Icelandic chess player (born 1942)
Jón Kristinsson (born 17 June 1942) is an Icelandic chess player, and two times winner of Icelandic Chess Championship (1971, 1974).

==Biography==
From the beginning of the 1960s to the mid-1970s, Jón Kristinsson was one of the leading Icelandic chess players. He twice won Icelandic Chess Championships: in 1971 and 1974. In 1967, in Halle Jón Kristinsson participated in World Chess Championship European Zonal Tournament where he shared in 10th–14th place.

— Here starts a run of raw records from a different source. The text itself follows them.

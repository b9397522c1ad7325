//! tests/global_errors/404.rs
//! Ensures that hitting an unknown route returns HTTP 404 with a JSON body.

#[path = "../mod.rs"]
mod common;

use reqwest::StatusCode;
use serde_json::{json, Value};

#[tokio::test]
async fn returns_404_for_nonexistent_route() {
    let app = common::spawn_app().await;

    let resp: reqwest::Response = app
        .client
        .get(app.url("/does-not-exist"))
        .send()
        .await
        .expect("Failed to execute request.");

    assert_eq!(resp.status(), StatusCode::NOT_FOUND);
    assert_eq!(resp.json::<Value>().await.unwrap(), json!({"detail": "Not found."}));
}
// =============================================================================
// MEMORY STORE - FlowStore kept in process memory (tests, --in-memory runs)
// =============================================================================

use std::collections::{HashMap, HashSet};

use async_trait::async_trait;
use chrono::{DateTime, Utc};
use tokio::sync::RwLock;
use uuid::Uuid;

use crate::database::store::{row_key, FlowStore, ResponseFilter, RowKey, StoreError, StoreResult};
use crate::models::value::storage_precision;
use crate::models::{Flow, FlowQuestion, FlowResponse, NewFlow, NewFlowResponse, NewQuestion, Permission, User};
use crate::utils::pagination::{Page, PageRequest, Positioned};

#[derive(Debug, Default)]
struct Tables {
    flows: Vec<Flow>,
    questions: Vec<FlowQuestion>,
    responses: Vec<FlowResponse>,
    users: Vec<User>,
    // token key -> user id
    tokens: HashMap<String, i64>,
    next_key: i64,
}

impl Tables {
    fn next_key(&mut self) -> i64 {
        self.next_key += 1;
        self.next_key
    }

    fn user_mut(&mut self, username: &str) -> StoreResult<&mut User> {
        self.users
            .iter_mut()
            .find(|u| u.username == username)
            .ok_or_else(|| StoreError::UnknownUser(username.to_string()))
    }
}

#[derive(Debug, Default)]
pub struct MemoryStore {
    tables: RwLock<Tables>,
}

impl MemoryStore {
    pub fn new() -> Self {
        Self::default()
    }
}

/// Orders candidate rows the way the SQL backend would and applies the fetch limit
fn window<T: Positioned + Clone>(rows: impl Iterator<Item = T>, page: &PageRequest) -> Page<T> {
    let mut rows: Vec<T> = rows.filter(|row| page.admits(&row.position())).collect();
    rows.sort_by_key(Positioned::position);
    if page.is_reverse() {
        rows.reverse();
    }
    rows.truncate(page.fetch_limit());
    Page::from_window(rows, page)
}

#[async_trait]
impl FlowStore for MemoryStore {
    async fn create_package(&self, flow: NewFlow, questions: Vec<NewQuestion>) -> StoreResult<Flow> {
        let mut tables = self.tables.write().await;

        if tables.flows.iter().any(|f| f.id == flow.id) {
            return Err(StoreError::DuplicatePackage(flow.id));
        }

        let stored: Flow = Flow {
            primary_key: tables.next_key(),
            id: flow.id,
            name: flow.name,
            version: flow.version,
            created: storage_precision(flow.created),
            modified: storage_precision(flow.modified),
            title: flow.title,
            language: flow.language,
        };

        for question in questions {
            let primary_key: i64 = tables.next_key();
            tables.questions.push(FlowQuestion {
                primary_key,
                flow_key: stored.primary_key,
                id: question.id,
                question_type: question.question_type,
                label: question.label,
                type_options: question.type_options,
            });
        }

        tables.flows.push(stored.clone());
        Ok(stored)
    }

    async fn list_packages(&self, page: &PageRequest) -> StoreResult<Page<Flow>> {
        let tables = self.tables.read().await;
        Ok(window(tables.flows.iter().cloned(), page))
    }

    async fn get_package(&self, id: Uuid) -> StoreResult<Option<(Flow, Vec<FlowQuestion>)>> {
        let tables = self.tables.read().await;
        let Some(flow) = tables.flows.iter().find(|f| f.id == id).cloned() else {
            return Ok(None);
        };
        let questions: Vec<FlowQuestion> = tables
            .questions
            .iter()
            .filter(|q| q.flow_key == flow.primary_key)
            .cloned()
            .collect();
        Ok(Some((flow, questions)))
    }

    async fn existing_row_ids(&self, keys: &[RowKey]) -> StoreResult<HashSet<RowKey>> {
        let tables = self.tables.read().await;
        let stored: HashSet<RowKey> = tables
            .responses
            .iter()
            .map(|r| row_key(r.question_key, &r.row_id))
            .collect();
        Ok(keys.iter().filter(|key| stored.contains(*key)).cloned().collect())
    }

    async fn insert_responses(&self, responses: Vec<NewFlowResponse>) -> StoreResult<u64> {
        let mut tables = self.tables.write().await;

        // check the whole batch before touching anything
        let mut seen: HashSet<RowKey> = tables
            .responses
            .iter()
            .map(|r| row_key(r.question_key, &r.row_id))
            .collect();
        for response in &responses {
            let key: RowKey = row_key(response.question_key, &response.row_id);
            if !seen.insert(key.clone()) {
                return Err(StoreError::DuplicateRow {
                    question_key: key.0,
                    row_id: key.2,
                });
            }
        }

        let count: u64 = responses.len() as u64;
        for response in responses {
            let question_id: String = tables
                .questions
                .iter()
                .find(|q| q.primary_key == response.question_key)
                .map(|q| q.id.clone())
                .ok_or_else(|| StoreError::Corrupt(format!("unknown question {}", response.question_key)))?;
            let id: i64 = tables.next_key();
            tables.responses.push(FlowResponse {
                id,
                flow_key: response.flow_key,
                question_key: response.question_key,
                question_id,
                timestamp: storage_precision(response.timestamp),
                row_id: response.row_id,
                contact_id: response.contact_id,
                session_id: response.session_id,
                response: response.response,
                response_metadata: response.response_metadata,
            });
        }

        Ok(count)
    }

    async fn list_responses(
        &self,
        flow: &Flow,
        filter: &ResponseFilter,
        page: &PageRequest,
    ) -> StoreResult<Page<FlowResponse>> {
        let tables = self.tables.read().await;
        let rows = tables
            .responses
            .iter()
            .filter(|r| r.flow_key == flow.primary_key && filter.matches(&r.timestamp))
            .cloned();
        Ok(window(rows, page))
    }

    async fn delete_responses_before(&self, cutoff: DateTime<Utc>) -> StoreResult<u64> {
        let mut tables = self.tables.write().await;
        let before: usize = tables.responses.len();
        tables.responses.retain(|r| r.timestamp >= cutoff);
        Ok((before - tables.responses.len()) as u64)
    }

    async fn find_user(&self, username: &str) -> StoreResult<Option<User>> {
        let tables = self.tables.read().await;
        Ok(tables.users.iter().find(|u| u.username == username).cloned())
    }

    async fn find_user_by_token(&self, key: &str) -> StoreResult<Option<User>> {
        let tables = self.tables.read().await;
        Ok(tables
            .tokens
            .get(key)
            .and_then(|user_id| tables.users.iter().find(|u| u.id == *user_id))
            .cloned())
    }

    async fn create_user(&self, username: &str, password_hash: Option<String>, is_superuser: bool) -> StoreResult<User> {
        let mut tables = self.tables.write().await;
        if tables.users.iter().any(|u| u.username == username) {
            return Err(StoreError::DuplicateUser(username.to_string()));
        }

        let user: User = User {
            id: tables.next_key(),
            username: username.to_string(),
            password_hash,
            is_active: true,
            is_superuser,
            permissions: HashSet::new(),
        };
        tables.users.push(user.clone());
        Ok(user)
    }

    async fn create_token(&self, username: &str, key: &str) -> StoreResult<()> {
        let mut tables = self.tables.write().await;
        let user_id: i64 = tables.user_mut(username)?.id;
        tables.tokens.retain(|_, owner| *owner != user_id);
        tables.tokens.insert(key.to_string(), user_id);
        Ok(())
    }

    async fn set_permission(&self, username: &str, permission: Permission, granted: bool) -> StoreResult<()> {
        let mut tables = self.tables.write().await;
        let user: &mut User = tables.user_mut(username)?;
        if granted {
            user.permissions.insert(permission);
        } else {
            user.permissions.remove(&permission);
        }
        Ok(())
    }

    async fn set_active(&self, username: &str, active: bool) -> StoreResult<()> {
        let mut tables = self.tables.write().await;
        tables.user_mut(username)?.is_active = active;
        Ok(())
    }

    async fn ping(&self) -> StoreResult<()> {
        Ok(())
    }
}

Jón Kristinsson played for Iceland in the Chess Olympiads:
- In 1962, at second reserve board in the 15th Chess Olympiad in Varna (+2, =8, -4),
- In 1964, at fourth board in the 16th Chess Olympiad in Tel Aviv (+9, =2, -3),
- In 1968, at fourth board in the 18th Chess Olympiad in Lugano (+6, =7, -2),
- In 1970, at second board in the 19th Chess Olympiad in Siegen (+8, =5, -4),
- In 1972, at second board in the 20th Chess Olympiad in Skopje (+6, =8, -1),
- In 1974, at fourth board in the 21st Chess Olympiad in Nice (+4, =5, -4).

Jón Kristinsson played for Iceland in the World Student Team Chess Championship:
- In 1955, at fourth board in the 2nd World Student Team Chess Championship in Lyon (+4, =5, -3).

Jón Kristinsson played for Iceland in the Nordic Chess Cups:
- In 1973, at second board in the 4th Nordic Chess Cup in Ribe (+0, =2, -3),
- In 1976, at second board in the 7th Nordic Chess Cup in Bremen (+0, =3, -2).